I think you can fight fair. You just have to take the fight out of it.— Jacinta Gallant
Make sure you are hearing your partner correctly, and confirm you understand what they mean, she advises — ask them calmly what they mean, because simple misunderstandings are at the root of many conflicts.
If the argument has become counterproductive and you decide it won't result in any understanding, agree to pause, calm down and come back in an agreed period of time.
This is not the same as avoiding conflict, Gallant said. However, knowing you and your partner's natural conflict style — such as avoiding conflict, accommodating the other person, problem-solving/collaborating, or competing to be right — can be very helpful in understanding your own dynamic and how to manage it, she said — not to win arguments, but to resolve conflicts with understanding and respect.

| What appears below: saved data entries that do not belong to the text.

//! Configuration file handling.
//!
//! This module handles loading and merging configuration from
//! `.catagree.toml` files.

use crate::agreement::UndefinedPolicy;
use crate::dataset::{InputFormat, LoadOptions};
use crate::simulate::SimulationConfig;
use anyhow::{Context, Result};
use serde::{Deserialize, Serialize};
use std::path::Path;

/// Default configuration file name, looked up in the working directory.
pub const CONFIG_FILE_NAME: &str = ".catagree.toml";

/// Root configuration structure.
#[derive(Debug, Clone, Default, Serialize, Deserialize)]
pub struct Config {
    /// General settings.
    #[serde(default)]
    pub general: GeneralConfig,

    /// Input parsing settings.
    #[serde(default)]
    pub input: InputConfig,

    /// Synthetic data settings.
    #[serde(default)]
    pub simulation: SimulationConfig,

    /// Report settings.
    #[serde(default)]
    pub report: ReportConfig,
}

/// General application settings.
#[derive(Debug, Clone, Serialize, Deserialize)]
pub struct GeneralConfig {
    /// Report output path; the report goes to stdout when unset.
    #[serde(default)]
    pub output: Option<String>,

    /// Worker threads for accumulation (1 = sequential).
    #[serde(default = "default_concurrency")]
    pub concurrency: usize,
}

impl Default for GeneralConfig {
    fn default() -> Self {
        Self {
            output: None,
            concurrency: default_concurrency(),
        }
    }
}

fn default_concurrency() -> usize {
    1
}

/// Dataset parsing settings.
#[derive(Debug, Clone, Default, Serialize, Deserialize)]
pub struct InputConfig {
    /// Input format (auto, json, jsonl, csv).
    #[serde(default)]
    pub format: InputFormat,

    /// CSV delimiter; comma (tab for .tsv) when unset.
    #[serde(default)]
    pub delimiter: Option<char>,

    /// Treat the first CSV record as a header.
    #[serde(default)]
    pub has_headers: bool,
}

/// Report output format.
#[derive(
    Debug, Clone, Copy, PartialEq, Eq, Default, Serialize, Deserialize, clap::ValueEnum,
)]
#[serde(rename_all = "lowercase")]
pub enum OutputFormat {
    /// Markdown format (default)
    #[default]
    Markdown,
    /// JSON format
    Json,
    /// CSV format, one line per category
    Csv,
}

/// Report generation settings.
#[derive(Debug, Clone, Serialize, Deserialize)]
pub struct ReportConfig {
    /// Output format.
    #[serde(default)]
    pub format: OutputFormat,

    /// Decimal places for rates in Markdown output.
    #[serde(default = "default_precision")]
    pub precision: usize,

    /// Treatment of categories with an undefined rate.
    #[serde(default)]
    pub undefined: UndefinedPolicy,

    /// Categories listed under "Least Consistent Categories".
    #[serde(default = "default_lowest_count")]
    pub lowest_count: usize,

    /// Include raw pair counts in Markdown tables.
    #[serde(default = "default_true")]
    pub include_counts: bool,
}

impl Default for ReportConfig {
    fn default() -> Self {
        Self {
            format: OutputFormat::default(),
            precision: default_precision(),
            undefined: UndefinedPolicy::default(),
            lowest_count: default_lowest_count(),
            include_counts: true,
        }
    }
}

fn default_precision() -> usize {
    4
}

fn default_lowest_count() -> usize {
    5
}

fn default_true() -> bool {
    true
}

impl Config {
    /// Load configuration from a file path.
    pub fn load(path: &Path) -> Result<Self> {
        let content = std::fs::read_to_string(path)
            .with_context(|| format!("Failed to read config file: {}", path.display()))?;

        let config: Config = toml::from_str(&content)
            .with_context(|| format!("Failed to parse config file: {}", path.display()))?;

        Ok(config)
    }

    /// Try to load configuration from the default location.
    ///
    /// Returns `Ok(None)` if the file doesn't exist, `Err` if it exists but can't be parsed.
    pub fn load_default() -> Result<Option<Self>> {
        let default_path = Path::new(CONFIG_FILE_NAME);

        if default_path.exists() {
            Ok(Some(Self::load(default_path)?))
        } else {
            Ok(None)
        }
    }

    /// Merge this configuration with CLI arguments.
    ///
    /// Only values given explicitly on the command line override the file.
    pub fn merge_with_args(&mut self, args: &crate::cli::Args) {
        if let Some(ref output) = args.output {
            self.general.output = Some(output.display().to_string());
        }
        if let Some(concurrency) = args.concurrency {
            self.general.concurrency = concurrency;
        }

        // Input settings
        if let Some(format) = args.input_format {
            self.input.format = format;
        }
        if let Some(delimiter) = args.delimiter {
            self.input.delimiter = Some(delimiter);
        }
        if args.has_headers {
            self.input.has_headers = true;
        } else if args.no_headers {
            self.input.has_headers = false;
        }

        // Simulation settings
        if let Some(items) = args.items {
            self.simulation.items = items;
        }
        if let Some(annotators) = args.annotators {
            self.simulation.annotators = annotators;
        }
        if let Some(categories) = args.categories {
            self.simulation.categories = categories;
        }
        if let Some(accuracy) = args.accuracy {
            self.simulation.accuracy = accuracy;
        }
        if let Some(missing_rate) = args.missing_rate {
            self.simulation.missing_rate = missing_rate;
        }
        if args.seed.is_some() {
            self.simulation.seed = args.seed;
        }

        // Report settings
        if let Some(format) = args.format {
            self.report.format = format;
        }
        if let Some(precision) = args.precision {
            self.report.precision = precision;
        }
        if let Some(policy) = args.undefined {
            self.report.undefined = policy;
        }
    }

    /// Validate the merged configuration.
    ///
    /// Values from the config file skip the CLI checks, so this runs after
    /// `merge_with_args`.
    pub fn validate(&self) -> Result<()> {
        if self.general.concurrency == 0 {
            anyhow::bail!("Concurrency must be at least 1");
        }
        LoadOptions::try_from(&self.input)?;
        Ok(())
    }

    /// Generate a default configuration file content.
    pub fn default_toml() -> String {
        let config = Config::default();
        toml::to_string_pretty(&config).unwrap_or_else(|_| String::new())
    }
}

"You'd be surprised to learn how many lawyers are actually conflict avoiders! We'd rather avoid conflict in our personal lives, but we're happy to engage with it in a court battle," Gallant said.
Couples can heal
Gallant said sometimes, in the process of working out separation agreements, couples discover more about themselves and why they've been disagreeing, and decide to give their marriage another chance.
"Sometimes people come to the realization that what they were fighting about or all the things that led them to decide to separate, can be healed," Gallant said. "If you can open up people's minds to something new ... that's where curiosity shows up."
Simply the difference between extroverts who like to process by talking things through, and introverts who like to collect their thoughts before speaking, can lead couples to rub one another the wrong way, she said. Simply identifying this possible difference in a partner and understanding it can reduce misunderstanding.
"People tend to be less judgmental of one another when they realize it's a thing, it's the way we roll, the way we show up," she said. "We often expect our partners to be more like us and to want the same things that we want, so we think ... they're us. But they're not."
Sound like hard work? It is, Gallant said.
"I think you can fight fair. You just have to take the fight out of it," she said. If people are mismatched, sometimes they are able work through it and sometimes they choose to separate, she said.
She also points out Canada's new Divorce Act requires lawyers to tell clients there are family dispute resolution processes available to them instead of court, and that parents have a duty to explore that.
Get on the the same page at the beginning
Gallant has just developed a new workbook for clients at the beginning of their relationships called Designing Our Future Together. It provides exercises and questions couples can take home and answer together as they embark on a shared future, so they can decide whether they need a prenuptial or marriage contract.
"It's very practical," Gallant said. It asks couples about their values, trust, kids, money, and communication style. Do they want to travel? How much financial risk and debt can they tolerate?
Couples can come up with a plan for what they do when there is disruptive change, or they disagree. Something as simple as agreeing whether they want to talk in person, on the phone or via text messages is important, Gallant said.
"Consulting a lawyer at the beginning of your life together can seem pretty negative! So we want clients to look at their relationship, look at their goals," she said. "We're trying to build a whole positive vibe around that."
Gallant's previous two workbooks, Our Family in Two Homes and Our Family in a Few Homes, have been exported to eight countries and translated in to four languages so far.